YOUR ASSIGNMENT: Below are records; give the number of their lines that contain "validate", and only that number.

ENTRIES SHOWN:
▬▬▬▬▬▬▬▬▬▬

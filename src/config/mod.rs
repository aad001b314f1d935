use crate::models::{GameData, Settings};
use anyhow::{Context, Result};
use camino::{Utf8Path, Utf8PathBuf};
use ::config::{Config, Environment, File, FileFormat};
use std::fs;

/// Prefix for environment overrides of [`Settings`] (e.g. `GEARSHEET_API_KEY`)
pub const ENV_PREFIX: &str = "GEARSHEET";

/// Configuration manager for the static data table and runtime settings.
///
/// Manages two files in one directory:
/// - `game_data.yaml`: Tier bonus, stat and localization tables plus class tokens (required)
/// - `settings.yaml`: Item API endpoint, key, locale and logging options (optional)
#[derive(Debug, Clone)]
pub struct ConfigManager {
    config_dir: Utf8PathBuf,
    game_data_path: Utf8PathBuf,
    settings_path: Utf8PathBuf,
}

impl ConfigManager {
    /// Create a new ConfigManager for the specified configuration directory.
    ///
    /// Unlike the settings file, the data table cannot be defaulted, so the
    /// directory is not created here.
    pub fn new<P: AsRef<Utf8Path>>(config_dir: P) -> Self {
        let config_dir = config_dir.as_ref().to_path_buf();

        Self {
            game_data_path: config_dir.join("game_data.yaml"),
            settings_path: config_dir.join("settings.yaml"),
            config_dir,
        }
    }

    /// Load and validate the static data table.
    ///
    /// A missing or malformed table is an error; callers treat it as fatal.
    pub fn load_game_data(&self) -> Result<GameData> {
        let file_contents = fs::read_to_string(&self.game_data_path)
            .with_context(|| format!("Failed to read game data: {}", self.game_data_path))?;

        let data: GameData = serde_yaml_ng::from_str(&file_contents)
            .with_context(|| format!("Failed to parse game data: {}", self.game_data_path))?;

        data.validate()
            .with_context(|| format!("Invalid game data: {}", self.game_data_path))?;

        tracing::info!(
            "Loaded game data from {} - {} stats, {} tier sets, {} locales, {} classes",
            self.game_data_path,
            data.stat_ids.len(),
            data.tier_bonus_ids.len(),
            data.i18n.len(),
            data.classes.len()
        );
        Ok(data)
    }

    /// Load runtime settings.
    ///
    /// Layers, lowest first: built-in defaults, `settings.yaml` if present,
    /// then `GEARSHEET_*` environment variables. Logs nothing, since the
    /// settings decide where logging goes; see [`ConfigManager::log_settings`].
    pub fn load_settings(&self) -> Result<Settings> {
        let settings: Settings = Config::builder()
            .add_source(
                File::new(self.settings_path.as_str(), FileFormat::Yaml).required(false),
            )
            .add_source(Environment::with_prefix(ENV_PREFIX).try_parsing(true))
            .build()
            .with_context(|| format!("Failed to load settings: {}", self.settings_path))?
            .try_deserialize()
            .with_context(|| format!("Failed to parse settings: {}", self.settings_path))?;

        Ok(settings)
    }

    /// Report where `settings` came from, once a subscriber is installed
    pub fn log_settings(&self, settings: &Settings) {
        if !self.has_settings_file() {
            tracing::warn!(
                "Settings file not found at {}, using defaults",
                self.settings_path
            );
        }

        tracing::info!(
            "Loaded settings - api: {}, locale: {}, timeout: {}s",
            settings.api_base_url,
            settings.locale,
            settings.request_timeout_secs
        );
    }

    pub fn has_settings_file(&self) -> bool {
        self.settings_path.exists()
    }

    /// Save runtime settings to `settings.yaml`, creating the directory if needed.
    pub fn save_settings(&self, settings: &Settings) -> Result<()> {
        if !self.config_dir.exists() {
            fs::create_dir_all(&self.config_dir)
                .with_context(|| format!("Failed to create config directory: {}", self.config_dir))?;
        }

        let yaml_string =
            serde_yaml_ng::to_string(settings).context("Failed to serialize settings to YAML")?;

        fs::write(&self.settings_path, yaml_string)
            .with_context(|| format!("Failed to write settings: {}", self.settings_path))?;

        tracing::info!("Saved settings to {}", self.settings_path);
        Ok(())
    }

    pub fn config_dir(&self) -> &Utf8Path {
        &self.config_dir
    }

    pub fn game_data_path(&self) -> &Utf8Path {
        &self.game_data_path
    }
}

▬▬▬▬▬▬▬▬▬▬

WRITTEN REPLY: 2